Task details = Scan the material below, then work out how many of its lines contain the word "Option"; reply with that number only.

Source material =
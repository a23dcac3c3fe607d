//! Value service: record sensor values and read them back per device.

use std::collections::BTreeMap;

use smarthome_domain::error::{NotFoundError, SmartHomeError, ValidationError};
use smarthome_domain::id::{DeviceId, SensorFunctionalityId, SensorId, ValueId};
use smarthome_domain::location::GpsCode;
use smarthome_domain::sensor::Sensor;
use smarthome_domain::time::{Period, Timestamp};
use smarthome_domain::value::{
    InstantLocationValue, InstantValue, Measurement, PeriodValue, ValueKind,
};

use crate::ports::{
    InstantLocationValueRepository, InstantValueRepository, PeriodValueRepository,
    SensorRepository,
};

/// The three value stores, one per value shape.
#[derive(Debug, Clone)]
pub struct ValueStores<I, P, L> {
    pub instants: I,
    pub periods: P,
    pub locations: L,
}

impl<I, P, L> ValueStores<I, P, L>
where
    I: InstantValueRepository,
    P: PeriodValueRepository,
    L: InstantLocationValueRepository,
{
    /// Values of `sensor` within `period`, read from the store matching its value kind.
    ///
    /// # Errors
    ///
    /// Returns a storage error propagated from the store.
    pub async fn within_period(
        &self,
        sensor: &Sensor,
        period: &Period,
    ) -> Result<Vec<Measurement>, SmartHomeError> {
        let id = sensor.id();
        Ok(match sensor.value_kind() {
            ValueKind::Instant => self
                .instants
                .find_by_sensor_within_period(id, period)
                .await?
                .into_iter()
                .map(Measurement::Instant)
                .collect(),
            ValueKind::Period => self
                .periods
                .find_by_sensor_within_period(id, period)
                .await?
                .into_iter()
                .map(Measurement::Period)
                .collect(),
            ValueKind::InstantLocation => self
                .locations
                .find_by_sensor_within_period(id, period)
                .await?
                .into_iter()
                .map(Measurement::InstantLocation)
                .collect(),
        })
    }

    /// The latest value of `sensor`, read from the store matching its value kind.
    ///
    /// # Errors
    ///
    /// Returns a storage error propagated from the store.
    pub async fn last_recorded(&self, sensor: &Sensor) -> Result<Option<Measurement>, SmartHomeError> {
        let id = sensor.id();
        Ok(match sensor.value_kind() {
            ValueKind::Instant => self
                .instants
                .find_last_recorded(id)
                .await?
                .map(Measurement::Instant),
            ValueKind::Period => self
                .periods
                .find_by_sensor(id)
                .await?
                .into_iter()
                .max_by_key(PeriodValue::end)
                .map(Measurement::Period),
            ValueKind::InstantLocation => self
                .locations
                .find_last_recorded(id)
                .await?
                .map(Measurement::InstantLocation),
        })
    }
}

/// Application service for recording and reading measurements.
pub struct ValueService<S, I, P, L> {
    sensors: S,
    stores: ValueStores<I, P, L>,
}

impl<S, I, P, L> ValueService<S, I, P, L>
where
    S: SensorRepository,
    I: InstantValueRepository,
    P: PeriodValueRepository,
    L: InstantLocationValueRepository,
{
    /// Create a new service backed by the sensor repository and value stores.
    pub fn new(sensors: S, stores: ValueStores<I, P, L>) -> Self {
        Self { sensors, stores }
    }

    async fn sensor_of_kind(
        &self,
        sensor_id: &SensorId,
        actual: ValueKind,
    ) -> Result<Sensor, SmartHomeError> {
        let sensor = self.sensors.find_by_id(sensor_id).await?.ok_or_else(|| {
            NotFoundError {
                entity: "Sensor",
                id: sensor_id.to_string(),
            }
        })?;
        let expected = sensor.value_kind();
        if expected != actual {
            return Err(ValidationError::ValueKindMismatch { expected, actual }.into());
        }
        Ok(sensor)
    }

    /// Record a reading taken at `recorded_at`.
    ///
    /// # Errors
    ///
    /// Returns [`SmartHomeError::NotFound`] when the sensor does not exist,
    /// [`SmartHomeError::Validation`] when the sensor does not record instant
    /// values or the measurement does not fit its units, or a storage error.
    #[tracing::instrument(skip(self))]
    pub async fn record_instant(
        &self,
        sensor_id: &SensorId,
        measurement: &str,
        recorded_at: Timestamp,
    ) -> Result<ValueId, SmartHomeError> {
        let sensor = self.sensor_of_kind(sensor_id, ValueKind::Instant).await?;
        let value = InstantValue::builder()
            .sensor_id(sensor.id().clone())
            .reading(sensor.reading(measurement)?)
            .recorded_at(recorded_at)
            .build()?;
        self.stores.instants.save(value).await
    }

    /// Record a reading aggregated over `[start, end]`.
    ///
    /// # Errors
    ///
    /// Returns [`SmartHomeError::NotFound`] when the sensor does not exist,
    /// [`SmartHomeError::Validation`] when the sensor does not record period
    /// values, the measurement does not fit its units or `start > end`, or a
    /// storage error.
    #[tracing::instrument(skip(self))]
    pub async fn record_period(
        &self,
        sensor_id: &SensorId,
        measurement: &str,
        start: Timestamp,
        end: Timestamp,
    ) -> Result<ValueId, SmartHomeError> {
        let sensor = self.sensor_of_kind(sensor_id, ValueKind::Period).await?;
        let value = PeriodValue::builder()
            .sensor_id(sensor.id().clone())
            .reading(sensor.reading(measurement)?)
            .start(start)
            .end(end)
            .build()?;
        self.stores.periods.save(value).await
    }

    /// Record a reading taken at `recorded_at` and `gps`.
    ///
    /// # Errors
    ///
    /// Returns [`SmartHomeError::NotFound`] when the sensor does not exist,
    /// [`SmartHomeError::Validation`] when the sensor does not record located
    /// values or the measurement does not fit its units, or a storage error.
    #[tracing::instrument(skip(self))]
    pub async fn record_instant_location(
        &self,
        sensor_id: &SensorId,
        measurement: &str,
        recorded_at: Timestamp,
        gps: GpsCode,
    ) -> Result<ValueId, SmartHomeError> {
        let sensor = self
            .sensor_of_kind(sensor_id, ValueKind::InstantLocation)
            .await?;
        let value = InstantLocationValue::builder()
            .sensor_id(sensor.id().clone())
            .reading(sensor.reading(measurement)?)
            .recorded_at(recorded_at)
            .gps(gps)
            .build()?;
        self.stores.locations.save(value).await
    }

    /// Every value recorded by the sensors of a device within `period`,
    /// grouped by sensor functionality. A functionality whose sensors have no
    /// value in the period maps to an empty list.
    ///
    /// # Errors
    ///
    /// Returns a storage error propagated from the repositories.
    pub async fn measurements_in_period(
        &self,
        device_id: &DeviceId,
        period: &Period,
    ) -> Result<BTreeMap<SensorFunctionalityId, Vec<Measurement>>, SmartHomeError> {
        let mut grouped: BTreeMap<SensorFunctionalityId, Vec<Measurement>> = BTreeMap::new();
        for sensor in self.sensors.find_by_device(device_id).await? {
            let values = self.stores.within_period(&sensor, period).await?;
            grouped
                .entry(sensor.functionality_id().clone())
                .or_default()
                .extend(values);
        }
        Ok(grouped)
    }

    /// The latest value recorded by any sensor of a device with the given functionality.
    ///
    /// # Errors
    ///
    /// Returns a storage error propagated from the repositories.
    pub async fn last_measurement(
        &self,
        device_id: &DeviceId,
        functionality_id: &SensorFunctionalityId,
    ) -> Result<Option<Measurement>, SmartHomeError> {
        let mut latest: Option<Measurement> = None;
        for sensor in self
            .sensors
            .find_by_device_and_functionality(device_id, functionality_id)
            .await?
        {
            if let Some(candidate) = self.stores.last_recorded(&sensor).await? {
                let newer = latest
                    .as_ref()
                    .is_none_or(|current| candidate.observed_at() > current.observed_at());
                if newer {
                    latest = Some(candidate);
                }
            }
        }
        Ok(latest)
    }
}

#[cfg(test)]
mod tests {
    use super::*;
    use crate::test_support::{InMemoryStore, at, store};
    use std::sync::Arc;

    type Shared = Arc<InMemoryStore>;
    type Service = ValueService<Shared, Shared, Shared, Shared>;

    fn make_service() -> Service {
        let store = store();
        store.put_room("Room001", 2.5);
        store.put_device("Device001", "Room001");
        store.put_sensor("Sensor001", "Device001", "TemperatureCelsius");
        store.put_sensor("Sensor002", "Device001", "PowerAverage");
        store.put_sensor("Sensor003", "Device001", "Sunrise");
        store.put_sensor("Sensor004", "Device001", "TemperatureCelsius");
        ValueService::new(
            store.clone(),
            ValueStores {
                instants: store.clone(),
                periods: store.clone(),
                locations: store,
            },
        )
    }

    fn sensor(value: &str) -> SensorId {
        SensorId::new(value).unwrap()
    }

    fn device() -> DeviceId {
        DeviceId::new("Device001").unwrap()
    }

    #[tokio::test]
    async fn should_record_instant_value_for_instant_sensor() {
        let svc = make_service();
        svc.record_instant(&sensor("Sensor001"), "21.5", at(8, 0))
            .await
            .unwrap();

        let last = svc
            .last_measurement(
                &device(),
                &SensorFunctionalityId::new("TemperatureCelsius").unwrap(),
            )
            .await
            .unwrap()
            .unwrap();
        assert_eq!(last.reading().to_string(), "21.5 ºC");
    }

    #[tokio::test]
    async fn should_reject_value_of_wrong_kind() {
        let svc = make_service();
        let result = svc
            .record_instant(&sensor("Sensor002"), "300", at(8, 0))
            .await;
        assert!(matches!(
            result,
            Err(SmartHomeError::Validation(ValidationError::ValueKindMismatch {
                expected: ValueKind::Period,
                actual: ValueKind::Instant,
            }))
        ));
    }

    #[tokio::test]
    async fn should_reject_value_for_unknown_sensor() {
        let svc = make_service();
        let result = svc.record_instant(&sensor("Ghost"), "1", at(8, 0)).await;
        assert!(matches!(result, Err(SmartHomeError::NotFound(_))));
    }

    #[tokio::test]
    async fn should_reject_period_value_with_inverted_bounds() {
        let svc = make_service();
        let result = svc
            .record_period(&sensor("Sensor002"), "300", at(9, 0), at(8, 45))
            .await;
        assert!(matches!(
            result,
            Err(SmartHomeError::Validation(ValidationError::InvalidPeriod))
        ));
    }

    #[tokio::test]
    async fn should_group_device_measurements_by_functionality() {
        let svc = make_service();
        let gps = GpsCode::new(41.15, -8.61).unwrap();
        svc.record_instant(&sensor("Sensor001"), "20", at(8, 0))
            .await
            .unwrap();
        svc.record_instant(&sensor("Sensor004"), "22", at(8, 30))
            .await
            .unwrap();
        svc.record_instant(&sensor("Sensor001"), "25", at(12, 0))
            .await
            .unwrap();
        svc.record_period(&sensor("Sensor002"), "300", at(8, 0), at(8, 15))
            .await
            .unwrap();
        svc.record_instant_location(&sensor("Sensor003"), "6.5", at(8, 10), gps)
            .await
            .unwrap();

        let period = Period::new(at(8, 0), at(9, 0)).unwrap();
        let grouped = svc.measurements_in_period(&device(), &period).await.unwrap();

        let temperature = SensorFunctionalityId::new("TemperatureCelsius").unwrap();
        let power = SensorFunctionalityId::new("PowerAverage").unwrap();
        let sunrise = SensorFunctionalityId::new("Sunrise").unwrap();
        assert_eq!(grouped.len(), 3);
        assert_eq!(grouped[&temperature].len(), 2);
        assert_eq!(grouped[&power][0].kind(), ValueKind::Period);
        assert_eq!(grouped[&sunrise][0].kind(), ValueKind::InstantLocation);
    }

    #[tokio::test]
    async fn should_return_latest_across_sensors_of_functionality() {
        let svc = make_service();
        svc.record_instant(&sensor("Sensor001"), "20", at(8, 0))
            .await
            .unwrap();
        svc.record_instant(&sensor("Sensor004"), "23", at(9, 0))
            .await
            .unwrap();
        svc.record_instant(&sensor("Sensor001"), "21", at(8, 30))
            .await
            .unwrap();

        let last = svc
            .last_measurement(
                &device(),
                &SensorFunctionalityId::new("TemperatureCelsius").unwrap(),
            )
            .await
            .unwrap()
            .unwrap();
        assert_eq!(last.sensor_id(), &sensor("Sensor004"));
        assert_eq!(last.observed_at(), at(9, 0));
    }

    #[tokio::test]
    async fn should_return_none_when_nothing_recorded() {
        let svc = make_service();
        let last = svc
            .last_measurement(&device(), &SensorFunctionalityId::new("Sunrise").unwrap())
            .await
            .unwrap();
        assert!(last.is_none());
    }

    #[tokio::test]
    async fn should_list_functionality_without_values_as_empty() {
        let svc = make_service();
        svc.record_instant(&sensor("Sensor001"), "20", at(12, 0))
            .await
            .unwrap();

        let period = Period::new(at(8, 0), at(9, 0)).unwrap();
        let grouped = svc.measurements_in_period(&device(), &period).await.unwrap();

        let temperature = SensorFunctionalityId::new("TemperatureCelsius").unwrap();
        assert_eq!(grouped.len(), 3);
        assert!(grouped[&temperature].is_empty());
        assert!(grouped.values().all(Vec::is_empty));
    }
}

Reply to the task = 3